Extracted material:

------------------------------

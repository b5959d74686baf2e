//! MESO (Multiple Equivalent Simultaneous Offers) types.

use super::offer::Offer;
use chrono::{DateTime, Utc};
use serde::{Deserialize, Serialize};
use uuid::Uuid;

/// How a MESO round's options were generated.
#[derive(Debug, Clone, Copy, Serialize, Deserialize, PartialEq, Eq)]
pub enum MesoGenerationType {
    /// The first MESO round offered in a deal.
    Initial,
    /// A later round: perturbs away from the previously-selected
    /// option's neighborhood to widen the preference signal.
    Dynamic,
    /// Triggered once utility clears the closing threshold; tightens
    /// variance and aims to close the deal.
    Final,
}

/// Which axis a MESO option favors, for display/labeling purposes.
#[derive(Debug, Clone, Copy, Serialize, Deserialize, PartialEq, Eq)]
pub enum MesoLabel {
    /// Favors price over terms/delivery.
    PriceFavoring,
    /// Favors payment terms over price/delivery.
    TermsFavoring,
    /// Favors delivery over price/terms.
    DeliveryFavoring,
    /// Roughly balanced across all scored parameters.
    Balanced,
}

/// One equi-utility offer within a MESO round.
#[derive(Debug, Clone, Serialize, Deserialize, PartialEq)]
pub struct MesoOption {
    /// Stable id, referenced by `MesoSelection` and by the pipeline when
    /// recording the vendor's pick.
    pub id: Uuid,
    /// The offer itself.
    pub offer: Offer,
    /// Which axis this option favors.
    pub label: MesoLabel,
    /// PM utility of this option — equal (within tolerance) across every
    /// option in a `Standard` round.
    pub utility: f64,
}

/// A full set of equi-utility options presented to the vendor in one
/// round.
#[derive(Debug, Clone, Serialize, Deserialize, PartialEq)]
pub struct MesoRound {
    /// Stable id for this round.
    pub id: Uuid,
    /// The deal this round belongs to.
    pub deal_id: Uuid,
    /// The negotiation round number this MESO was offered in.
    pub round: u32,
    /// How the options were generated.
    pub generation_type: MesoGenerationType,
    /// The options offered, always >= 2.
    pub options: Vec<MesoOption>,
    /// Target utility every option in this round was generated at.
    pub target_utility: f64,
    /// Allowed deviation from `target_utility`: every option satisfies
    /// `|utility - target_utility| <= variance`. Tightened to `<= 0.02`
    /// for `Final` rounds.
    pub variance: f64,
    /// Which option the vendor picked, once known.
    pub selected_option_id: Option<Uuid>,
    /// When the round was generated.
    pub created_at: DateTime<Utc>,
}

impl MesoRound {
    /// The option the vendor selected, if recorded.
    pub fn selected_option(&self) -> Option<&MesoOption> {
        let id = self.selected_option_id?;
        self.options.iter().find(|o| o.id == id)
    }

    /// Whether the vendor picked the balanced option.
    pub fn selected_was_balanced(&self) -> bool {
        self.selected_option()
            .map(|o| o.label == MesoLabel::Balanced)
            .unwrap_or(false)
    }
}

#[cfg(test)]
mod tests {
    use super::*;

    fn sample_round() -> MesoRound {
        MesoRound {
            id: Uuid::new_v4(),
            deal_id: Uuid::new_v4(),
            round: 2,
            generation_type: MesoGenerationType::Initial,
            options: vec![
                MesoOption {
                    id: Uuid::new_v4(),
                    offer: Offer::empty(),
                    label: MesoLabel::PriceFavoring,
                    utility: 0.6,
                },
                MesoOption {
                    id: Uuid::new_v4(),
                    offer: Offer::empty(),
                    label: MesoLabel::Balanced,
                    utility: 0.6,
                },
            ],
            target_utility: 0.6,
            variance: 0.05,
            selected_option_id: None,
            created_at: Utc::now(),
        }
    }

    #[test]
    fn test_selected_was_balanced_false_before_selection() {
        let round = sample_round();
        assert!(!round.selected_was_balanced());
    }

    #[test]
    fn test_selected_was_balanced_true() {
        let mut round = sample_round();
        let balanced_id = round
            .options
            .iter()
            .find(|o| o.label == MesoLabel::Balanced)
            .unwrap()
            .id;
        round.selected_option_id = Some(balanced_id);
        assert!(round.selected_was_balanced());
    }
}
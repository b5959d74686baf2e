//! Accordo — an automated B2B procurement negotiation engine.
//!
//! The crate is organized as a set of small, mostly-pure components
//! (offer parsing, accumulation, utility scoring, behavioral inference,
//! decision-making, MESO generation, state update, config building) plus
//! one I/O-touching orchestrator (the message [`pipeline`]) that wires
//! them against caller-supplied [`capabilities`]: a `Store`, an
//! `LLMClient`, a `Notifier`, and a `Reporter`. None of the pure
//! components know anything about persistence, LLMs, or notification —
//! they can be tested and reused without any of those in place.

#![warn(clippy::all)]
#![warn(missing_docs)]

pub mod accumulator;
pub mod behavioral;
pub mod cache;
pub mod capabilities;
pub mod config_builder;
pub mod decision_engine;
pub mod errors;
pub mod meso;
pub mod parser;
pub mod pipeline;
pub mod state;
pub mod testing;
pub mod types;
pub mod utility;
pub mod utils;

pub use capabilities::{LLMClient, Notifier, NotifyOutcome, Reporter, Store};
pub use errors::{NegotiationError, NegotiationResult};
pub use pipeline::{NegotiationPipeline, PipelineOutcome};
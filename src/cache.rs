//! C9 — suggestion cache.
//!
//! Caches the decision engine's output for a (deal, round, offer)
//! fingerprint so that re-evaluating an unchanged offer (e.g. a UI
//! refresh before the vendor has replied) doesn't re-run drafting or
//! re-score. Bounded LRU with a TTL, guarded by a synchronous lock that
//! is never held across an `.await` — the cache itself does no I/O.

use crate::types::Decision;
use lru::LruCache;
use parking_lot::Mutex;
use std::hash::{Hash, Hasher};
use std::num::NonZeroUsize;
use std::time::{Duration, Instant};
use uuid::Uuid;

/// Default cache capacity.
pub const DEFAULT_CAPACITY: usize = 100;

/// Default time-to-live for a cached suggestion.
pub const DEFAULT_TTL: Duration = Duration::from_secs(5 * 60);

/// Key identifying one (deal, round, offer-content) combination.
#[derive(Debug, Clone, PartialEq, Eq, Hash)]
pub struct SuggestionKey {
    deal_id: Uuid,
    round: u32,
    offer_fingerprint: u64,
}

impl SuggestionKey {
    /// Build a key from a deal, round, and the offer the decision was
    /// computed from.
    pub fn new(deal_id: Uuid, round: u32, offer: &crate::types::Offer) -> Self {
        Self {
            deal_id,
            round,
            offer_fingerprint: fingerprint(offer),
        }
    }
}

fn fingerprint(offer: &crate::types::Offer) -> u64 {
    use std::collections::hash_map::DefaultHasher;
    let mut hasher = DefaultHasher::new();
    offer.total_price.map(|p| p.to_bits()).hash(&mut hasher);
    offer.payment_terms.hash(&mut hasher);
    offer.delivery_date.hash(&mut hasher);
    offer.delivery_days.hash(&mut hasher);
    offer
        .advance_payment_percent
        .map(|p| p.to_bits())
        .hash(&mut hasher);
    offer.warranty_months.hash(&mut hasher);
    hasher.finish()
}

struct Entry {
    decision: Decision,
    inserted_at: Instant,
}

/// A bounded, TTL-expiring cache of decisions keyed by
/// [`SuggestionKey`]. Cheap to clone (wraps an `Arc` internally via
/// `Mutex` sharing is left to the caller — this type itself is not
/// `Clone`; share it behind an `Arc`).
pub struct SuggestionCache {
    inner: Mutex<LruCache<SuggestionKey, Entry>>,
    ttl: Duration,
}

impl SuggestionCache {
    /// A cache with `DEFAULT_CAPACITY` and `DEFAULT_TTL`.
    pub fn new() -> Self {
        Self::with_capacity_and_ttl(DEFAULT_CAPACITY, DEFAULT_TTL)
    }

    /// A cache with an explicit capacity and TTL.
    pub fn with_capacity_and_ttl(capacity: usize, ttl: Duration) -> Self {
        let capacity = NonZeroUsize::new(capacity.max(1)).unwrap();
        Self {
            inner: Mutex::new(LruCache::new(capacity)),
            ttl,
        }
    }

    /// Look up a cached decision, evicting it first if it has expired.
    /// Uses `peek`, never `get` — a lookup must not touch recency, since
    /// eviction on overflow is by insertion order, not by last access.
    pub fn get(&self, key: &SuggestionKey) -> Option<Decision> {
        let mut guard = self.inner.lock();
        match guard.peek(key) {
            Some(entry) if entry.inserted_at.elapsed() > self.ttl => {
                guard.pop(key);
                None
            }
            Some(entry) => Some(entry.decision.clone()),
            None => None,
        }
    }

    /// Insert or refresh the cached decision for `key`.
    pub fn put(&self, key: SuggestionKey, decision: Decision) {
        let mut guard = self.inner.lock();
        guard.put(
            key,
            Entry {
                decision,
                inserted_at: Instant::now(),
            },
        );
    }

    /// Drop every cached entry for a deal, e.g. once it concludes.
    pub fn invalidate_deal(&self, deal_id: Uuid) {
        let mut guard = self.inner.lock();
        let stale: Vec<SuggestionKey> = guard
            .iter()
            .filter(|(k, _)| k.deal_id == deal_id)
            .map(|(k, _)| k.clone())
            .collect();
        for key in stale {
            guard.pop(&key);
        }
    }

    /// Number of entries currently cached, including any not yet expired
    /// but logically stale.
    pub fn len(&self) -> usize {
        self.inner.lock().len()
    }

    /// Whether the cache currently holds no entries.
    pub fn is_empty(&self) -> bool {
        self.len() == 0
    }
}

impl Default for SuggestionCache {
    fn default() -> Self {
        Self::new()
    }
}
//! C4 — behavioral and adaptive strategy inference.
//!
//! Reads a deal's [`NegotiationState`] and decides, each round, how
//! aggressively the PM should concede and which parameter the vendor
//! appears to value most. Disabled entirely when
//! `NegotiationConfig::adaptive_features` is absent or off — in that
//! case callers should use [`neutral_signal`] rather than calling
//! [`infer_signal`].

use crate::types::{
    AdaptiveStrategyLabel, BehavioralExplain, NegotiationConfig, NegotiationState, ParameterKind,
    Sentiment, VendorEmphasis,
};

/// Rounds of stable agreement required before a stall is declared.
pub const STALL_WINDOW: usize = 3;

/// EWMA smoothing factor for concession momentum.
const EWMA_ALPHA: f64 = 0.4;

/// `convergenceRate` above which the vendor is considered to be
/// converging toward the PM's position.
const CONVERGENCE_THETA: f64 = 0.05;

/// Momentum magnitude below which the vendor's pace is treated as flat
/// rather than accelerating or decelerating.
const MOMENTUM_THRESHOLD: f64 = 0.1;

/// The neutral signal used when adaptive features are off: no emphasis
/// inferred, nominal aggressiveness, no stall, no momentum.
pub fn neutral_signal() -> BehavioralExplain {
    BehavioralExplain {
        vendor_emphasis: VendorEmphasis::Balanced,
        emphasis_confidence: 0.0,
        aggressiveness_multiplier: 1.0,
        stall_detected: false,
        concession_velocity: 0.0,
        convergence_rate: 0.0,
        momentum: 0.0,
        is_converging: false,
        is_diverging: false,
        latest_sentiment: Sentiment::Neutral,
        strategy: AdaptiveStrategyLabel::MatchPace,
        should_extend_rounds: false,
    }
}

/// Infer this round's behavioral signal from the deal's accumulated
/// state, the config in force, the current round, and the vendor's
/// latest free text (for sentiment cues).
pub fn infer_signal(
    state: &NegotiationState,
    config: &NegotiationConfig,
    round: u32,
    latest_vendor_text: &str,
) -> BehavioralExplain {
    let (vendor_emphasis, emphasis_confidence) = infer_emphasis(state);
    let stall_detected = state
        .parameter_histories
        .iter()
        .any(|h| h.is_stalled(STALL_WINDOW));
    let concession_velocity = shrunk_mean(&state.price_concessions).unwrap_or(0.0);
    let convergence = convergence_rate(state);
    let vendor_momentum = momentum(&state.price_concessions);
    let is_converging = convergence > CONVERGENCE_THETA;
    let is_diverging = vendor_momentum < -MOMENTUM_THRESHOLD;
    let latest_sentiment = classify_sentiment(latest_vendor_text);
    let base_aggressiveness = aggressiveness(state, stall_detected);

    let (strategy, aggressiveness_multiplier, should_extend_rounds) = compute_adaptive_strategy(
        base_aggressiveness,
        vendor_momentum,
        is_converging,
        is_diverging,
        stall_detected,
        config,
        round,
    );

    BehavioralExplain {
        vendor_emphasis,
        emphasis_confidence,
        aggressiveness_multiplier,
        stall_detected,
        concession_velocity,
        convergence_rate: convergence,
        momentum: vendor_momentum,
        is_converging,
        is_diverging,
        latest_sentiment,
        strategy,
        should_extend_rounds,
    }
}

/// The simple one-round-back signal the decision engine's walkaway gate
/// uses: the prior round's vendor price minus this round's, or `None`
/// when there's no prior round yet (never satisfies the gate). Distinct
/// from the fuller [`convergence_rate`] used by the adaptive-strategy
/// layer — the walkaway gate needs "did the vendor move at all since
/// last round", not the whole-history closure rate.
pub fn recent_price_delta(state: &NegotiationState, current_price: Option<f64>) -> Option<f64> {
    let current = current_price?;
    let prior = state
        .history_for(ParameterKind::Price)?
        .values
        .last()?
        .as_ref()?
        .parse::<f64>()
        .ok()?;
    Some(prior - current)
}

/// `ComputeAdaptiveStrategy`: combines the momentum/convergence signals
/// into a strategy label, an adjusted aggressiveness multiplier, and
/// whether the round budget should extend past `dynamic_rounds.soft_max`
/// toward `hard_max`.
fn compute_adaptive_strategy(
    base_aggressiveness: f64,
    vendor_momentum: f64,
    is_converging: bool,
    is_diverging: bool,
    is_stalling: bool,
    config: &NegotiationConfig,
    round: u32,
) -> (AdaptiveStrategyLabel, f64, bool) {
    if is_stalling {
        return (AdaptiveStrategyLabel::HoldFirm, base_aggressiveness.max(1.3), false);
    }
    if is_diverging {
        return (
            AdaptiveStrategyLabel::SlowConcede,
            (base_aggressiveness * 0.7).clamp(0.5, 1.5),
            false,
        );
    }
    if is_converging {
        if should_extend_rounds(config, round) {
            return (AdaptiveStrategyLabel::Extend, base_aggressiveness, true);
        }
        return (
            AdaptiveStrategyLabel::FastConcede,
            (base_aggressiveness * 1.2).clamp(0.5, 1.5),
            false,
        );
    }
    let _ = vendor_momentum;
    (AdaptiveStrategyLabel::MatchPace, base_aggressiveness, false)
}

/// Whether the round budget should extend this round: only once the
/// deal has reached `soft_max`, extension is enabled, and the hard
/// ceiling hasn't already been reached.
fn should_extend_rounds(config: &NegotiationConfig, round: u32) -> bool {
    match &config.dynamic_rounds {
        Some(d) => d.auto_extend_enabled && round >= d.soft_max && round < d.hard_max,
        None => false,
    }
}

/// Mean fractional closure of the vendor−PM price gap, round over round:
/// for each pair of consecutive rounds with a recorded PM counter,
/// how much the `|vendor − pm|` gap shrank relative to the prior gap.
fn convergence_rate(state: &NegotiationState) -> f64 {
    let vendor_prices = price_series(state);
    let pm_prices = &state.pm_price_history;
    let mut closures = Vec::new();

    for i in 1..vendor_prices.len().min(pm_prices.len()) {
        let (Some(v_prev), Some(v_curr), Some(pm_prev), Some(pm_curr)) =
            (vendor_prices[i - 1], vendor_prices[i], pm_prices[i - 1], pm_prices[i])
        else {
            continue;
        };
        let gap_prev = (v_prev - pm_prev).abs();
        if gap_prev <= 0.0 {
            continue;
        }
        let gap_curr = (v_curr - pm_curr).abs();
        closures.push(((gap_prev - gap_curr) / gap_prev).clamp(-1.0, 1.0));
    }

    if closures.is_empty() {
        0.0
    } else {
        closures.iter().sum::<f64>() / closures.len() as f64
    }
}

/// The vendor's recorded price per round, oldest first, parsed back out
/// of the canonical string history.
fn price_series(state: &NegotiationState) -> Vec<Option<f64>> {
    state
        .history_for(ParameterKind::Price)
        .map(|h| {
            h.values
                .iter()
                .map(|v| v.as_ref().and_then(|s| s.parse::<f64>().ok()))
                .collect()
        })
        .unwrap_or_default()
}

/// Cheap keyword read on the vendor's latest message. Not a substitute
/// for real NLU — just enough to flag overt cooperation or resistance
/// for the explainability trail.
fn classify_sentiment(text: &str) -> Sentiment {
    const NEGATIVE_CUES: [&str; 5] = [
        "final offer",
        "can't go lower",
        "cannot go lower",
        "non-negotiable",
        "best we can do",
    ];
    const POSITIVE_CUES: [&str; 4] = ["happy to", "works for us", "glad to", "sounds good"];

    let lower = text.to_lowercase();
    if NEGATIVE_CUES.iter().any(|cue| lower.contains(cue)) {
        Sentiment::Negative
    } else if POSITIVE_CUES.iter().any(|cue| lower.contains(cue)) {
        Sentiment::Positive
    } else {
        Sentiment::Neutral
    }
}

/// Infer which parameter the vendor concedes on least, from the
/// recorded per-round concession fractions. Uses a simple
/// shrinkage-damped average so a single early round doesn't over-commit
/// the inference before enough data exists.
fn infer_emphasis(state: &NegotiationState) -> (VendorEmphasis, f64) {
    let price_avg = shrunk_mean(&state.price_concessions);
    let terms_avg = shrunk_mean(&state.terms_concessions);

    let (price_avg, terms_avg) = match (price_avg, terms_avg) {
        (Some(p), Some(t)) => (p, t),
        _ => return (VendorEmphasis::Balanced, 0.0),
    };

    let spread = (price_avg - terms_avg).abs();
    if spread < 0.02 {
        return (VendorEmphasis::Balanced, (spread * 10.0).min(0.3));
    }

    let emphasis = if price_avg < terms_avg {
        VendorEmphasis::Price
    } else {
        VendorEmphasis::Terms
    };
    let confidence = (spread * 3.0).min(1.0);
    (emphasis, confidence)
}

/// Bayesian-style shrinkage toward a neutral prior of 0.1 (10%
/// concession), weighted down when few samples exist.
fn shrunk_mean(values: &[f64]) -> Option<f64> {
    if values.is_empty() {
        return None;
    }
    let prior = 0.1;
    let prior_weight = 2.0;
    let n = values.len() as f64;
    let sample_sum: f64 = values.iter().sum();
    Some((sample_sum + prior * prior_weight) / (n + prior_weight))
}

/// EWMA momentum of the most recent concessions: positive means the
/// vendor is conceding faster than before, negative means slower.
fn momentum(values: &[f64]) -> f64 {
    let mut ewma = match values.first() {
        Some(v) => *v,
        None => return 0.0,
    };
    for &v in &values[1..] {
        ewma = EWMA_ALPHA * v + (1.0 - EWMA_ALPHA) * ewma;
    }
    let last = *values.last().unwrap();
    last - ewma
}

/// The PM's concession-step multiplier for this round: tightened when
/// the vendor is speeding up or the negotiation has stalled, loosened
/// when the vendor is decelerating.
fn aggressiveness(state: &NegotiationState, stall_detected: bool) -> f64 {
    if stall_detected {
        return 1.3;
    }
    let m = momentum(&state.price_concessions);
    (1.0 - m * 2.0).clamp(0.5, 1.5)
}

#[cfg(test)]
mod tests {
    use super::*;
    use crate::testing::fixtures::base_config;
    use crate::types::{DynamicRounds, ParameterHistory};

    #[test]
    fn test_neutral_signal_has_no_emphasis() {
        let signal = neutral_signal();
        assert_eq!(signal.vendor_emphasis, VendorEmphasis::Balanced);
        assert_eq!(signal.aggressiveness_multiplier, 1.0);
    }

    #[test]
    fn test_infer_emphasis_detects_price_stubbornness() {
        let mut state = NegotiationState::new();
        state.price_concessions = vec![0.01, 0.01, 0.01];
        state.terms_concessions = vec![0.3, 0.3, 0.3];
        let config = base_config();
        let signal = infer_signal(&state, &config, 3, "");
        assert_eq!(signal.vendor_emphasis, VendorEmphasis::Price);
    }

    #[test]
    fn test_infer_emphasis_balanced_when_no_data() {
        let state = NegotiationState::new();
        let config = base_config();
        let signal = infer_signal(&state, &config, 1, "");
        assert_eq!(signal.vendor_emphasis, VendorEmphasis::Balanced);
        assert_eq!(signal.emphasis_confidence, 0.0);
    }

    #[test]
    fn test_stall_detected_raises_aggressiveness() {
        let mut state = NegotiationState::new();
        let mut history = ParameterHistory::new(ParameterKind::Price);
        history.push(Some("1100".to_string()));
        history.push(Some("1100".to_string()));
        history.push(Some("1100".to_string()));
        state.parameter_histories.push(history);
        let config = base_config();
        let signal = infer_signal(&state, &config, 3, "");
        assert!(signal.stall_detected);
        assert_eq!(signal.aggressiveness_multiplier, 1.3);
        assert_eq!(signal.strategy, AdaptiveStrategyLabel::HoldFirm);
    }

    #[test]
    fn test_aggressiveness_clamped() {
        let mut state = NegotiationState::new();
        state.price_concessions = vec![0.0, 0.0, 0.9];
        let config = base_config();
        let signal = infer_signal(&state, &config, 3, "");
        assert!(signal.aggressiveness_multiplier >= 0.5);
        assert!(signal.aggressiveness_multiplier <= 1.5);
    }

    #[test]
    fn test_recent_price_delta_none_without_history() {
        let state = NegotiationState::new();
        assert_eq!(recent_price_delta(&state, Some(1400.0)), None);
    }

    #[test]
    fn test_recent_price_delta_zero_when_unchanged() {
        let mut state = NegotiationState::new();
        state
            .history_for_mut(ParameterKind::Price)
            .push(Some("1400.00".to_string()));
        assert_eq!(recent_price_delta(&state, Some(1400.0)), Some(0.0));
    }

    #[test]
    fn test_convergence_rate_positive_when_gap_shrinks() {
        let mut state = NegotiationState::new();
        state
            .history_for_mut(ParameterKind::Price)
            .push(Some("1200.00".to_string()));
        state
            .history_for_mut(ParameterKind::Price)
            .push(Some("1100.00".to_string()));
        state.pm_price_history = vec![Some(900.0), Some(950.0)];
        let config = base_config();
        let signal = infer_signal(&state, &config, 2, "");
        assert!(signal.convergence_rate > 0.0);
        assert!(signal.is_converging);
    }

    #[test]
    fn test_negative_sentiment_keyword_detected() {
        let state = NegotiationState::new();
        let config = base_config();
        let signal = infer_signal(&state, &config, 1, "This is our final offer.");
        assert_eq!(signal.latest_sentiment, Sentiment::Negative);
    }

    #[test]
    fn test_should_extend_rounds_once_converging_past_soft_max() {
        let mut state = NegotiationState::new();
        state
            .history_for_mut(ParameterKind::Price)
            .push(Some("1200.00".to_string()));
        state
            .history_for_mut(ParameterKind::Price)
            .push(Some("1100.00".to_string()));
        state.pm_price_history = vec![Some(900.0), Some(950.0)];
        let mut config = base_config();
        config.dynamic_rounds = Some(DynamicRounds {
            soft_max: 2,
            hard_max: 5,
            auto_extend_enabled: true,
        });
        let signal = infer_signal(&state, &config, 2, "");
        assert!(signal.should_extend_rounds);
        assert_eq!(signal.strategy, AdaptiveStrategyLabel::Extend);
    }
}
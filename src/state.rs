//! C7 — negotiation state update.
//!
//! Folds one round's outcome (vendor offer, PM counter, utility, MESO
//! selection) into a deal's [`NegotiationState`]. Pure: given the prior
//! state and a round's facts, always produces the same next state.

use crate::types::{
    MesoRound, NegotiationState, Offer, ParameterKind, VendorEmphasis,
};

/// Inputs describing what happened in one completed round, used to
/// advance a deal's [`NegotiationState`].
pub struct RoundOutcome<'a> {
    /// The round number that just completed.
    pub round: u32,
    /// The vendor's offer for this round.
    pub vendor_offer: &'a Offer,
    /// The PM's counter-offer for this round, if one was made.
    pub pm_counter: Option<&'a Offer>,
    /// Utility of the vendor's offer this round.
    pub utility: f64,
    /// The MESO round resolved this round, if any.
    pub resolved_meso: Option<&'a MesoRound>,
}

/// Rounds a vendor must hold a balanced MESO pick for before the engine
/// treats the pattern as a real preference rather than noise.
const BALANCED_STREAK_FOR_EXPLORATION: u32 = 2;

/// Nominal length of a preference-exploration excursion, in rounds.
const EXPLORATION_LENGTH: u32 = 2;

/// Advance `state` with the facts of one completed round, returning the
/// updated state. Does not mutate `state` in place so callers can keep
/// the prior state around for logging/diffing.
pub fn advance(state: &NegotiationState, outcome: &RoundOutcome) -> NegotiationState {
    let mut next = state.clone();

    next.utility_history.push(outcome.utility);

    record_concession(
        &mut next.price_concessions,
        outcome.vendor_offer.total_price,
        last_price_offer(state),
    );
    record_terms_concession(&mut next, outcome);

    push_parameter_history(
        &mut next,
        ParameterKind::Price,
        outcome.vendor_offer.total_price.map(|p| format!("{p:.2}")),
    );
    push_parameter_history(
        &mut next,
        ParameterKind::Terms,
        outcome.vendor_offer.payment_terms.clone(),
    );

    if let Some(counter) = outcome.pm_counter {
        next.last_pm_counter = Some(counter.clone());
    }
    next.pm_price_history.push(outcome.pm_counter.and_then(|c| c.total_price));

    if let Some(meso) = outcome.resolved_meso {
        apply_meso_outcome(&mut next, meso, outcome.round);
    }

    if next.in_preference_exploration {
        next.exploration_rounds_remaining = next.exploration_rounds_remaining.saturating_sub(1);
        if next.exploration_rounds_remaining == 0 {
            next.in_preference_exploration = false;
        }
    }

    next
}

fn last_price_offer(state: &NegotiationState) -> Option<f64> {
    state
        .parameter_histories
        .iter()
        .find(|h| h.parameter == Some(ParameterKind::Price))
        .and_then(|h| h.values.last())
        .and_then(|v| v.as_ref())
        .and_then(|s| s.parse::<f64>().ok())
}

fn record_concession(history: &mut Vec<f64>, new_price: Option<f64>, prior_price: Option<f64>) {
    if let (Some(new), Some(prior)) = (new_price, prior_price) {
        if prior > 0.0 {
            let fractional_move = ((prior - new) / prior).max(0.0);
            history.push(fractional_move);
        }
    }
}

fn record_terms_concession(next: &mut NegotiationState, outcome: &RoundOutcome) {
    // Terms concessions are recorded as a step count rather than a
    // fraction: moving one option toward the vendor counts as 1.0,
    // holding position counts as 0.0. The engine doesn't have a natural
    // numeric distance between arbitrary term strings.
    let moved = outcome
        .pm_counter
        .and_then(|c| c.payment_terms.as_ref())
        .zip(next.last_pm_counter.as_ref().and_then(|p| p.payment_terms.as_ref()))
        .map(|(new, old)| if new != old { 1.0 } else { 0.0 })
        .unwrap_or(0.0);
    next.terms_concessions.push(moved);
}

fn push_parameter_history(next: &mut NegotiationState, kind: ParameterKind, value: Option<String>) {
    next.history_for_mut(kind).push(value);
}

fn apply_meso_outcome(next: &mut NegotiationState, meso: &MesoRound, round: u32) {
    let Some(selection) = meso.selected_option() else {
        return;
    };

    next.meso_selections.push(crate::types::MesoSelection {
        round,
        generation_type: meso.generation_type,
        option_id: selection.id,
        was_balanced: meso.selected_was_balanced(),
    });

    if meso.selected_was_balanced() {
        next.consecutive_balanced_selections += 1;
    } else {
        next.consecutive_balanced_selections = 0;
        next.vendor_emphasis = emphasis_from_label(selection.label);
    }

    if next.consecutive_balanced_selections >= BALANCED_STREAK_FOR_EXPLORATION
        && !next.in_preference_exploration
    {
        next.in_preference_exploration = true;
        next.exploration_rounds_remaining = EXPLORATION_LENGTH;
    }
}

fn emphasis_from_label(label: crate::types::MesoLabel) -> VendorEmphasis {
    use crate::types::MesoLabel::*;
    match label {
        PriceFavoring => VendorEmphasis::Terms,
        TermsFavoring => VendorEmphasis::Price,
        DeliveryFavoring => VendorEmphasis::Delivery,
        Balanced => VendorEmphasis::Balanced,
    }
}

------------------------------

What you have to do:
Among the entries, find every line holding "pipeline" and return it.

Result of the task:
    /// Stable id, referenced by `MesoSelection` and by the pipeline when
//! one I/O-touching orchestrator (the message [`pipeline`]) that wires
pub mod pipeline;
pub use pipeline::{NegotiationPipeline, PipelineOutcome};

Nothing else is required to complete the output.